We've already seen that quoting variable evaluation preserves the caller's argument quoting (see Quoting subtleties). But more specifically, quoting preserves any special characters in the variable value's text (e.g. tab or linefeed characters).

Consider this case where a captured string contains tabs, as illustrated below.

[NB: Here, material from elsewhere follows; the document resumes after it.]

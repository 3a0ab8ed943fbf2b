pub mod fetcher;
pub mod parser;

pub use fetcher::{QuoteFetcher, QuoteSource};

  • evaluating "$txt" inside of double quotes preserves the tabs
  • evaluating $txt without double quotes converts each tab to a single space

Since we usually want to preserve tabs, we want to evaluate these variables inside double quotes.

Code Block
languagebash
txt=$( echo -e "aa\tbb\tcc" )
echo $txt    # tabs converted to spaces
echo "$txt"  # tabs preserved

Suppose we read a list of values from a file and want to use them in a for loop after capturing the values into a variable. Here we want to evaluate the variable without quotes; otherwise, the result includes the original linefeed characters instead of being a list of words that a for loop wants:

Code Block
languagebash
runs=$( grep 'SA1903.$' joblist.txt | cut -f 2 )
echo "$runs"   # preserves linefeeds
echo $runs     # linefeeds converted to spaces

for run in $runs; do
  echo "Run name is: $run"
done

reading file lines

The read function can be used to read input one line at a time. While the full details of read are complicated (see https://unix.stackexchange.com/questions/209123/understanding-ifs-read-r-line) this read-a-line-at-a-time idiom works nicely.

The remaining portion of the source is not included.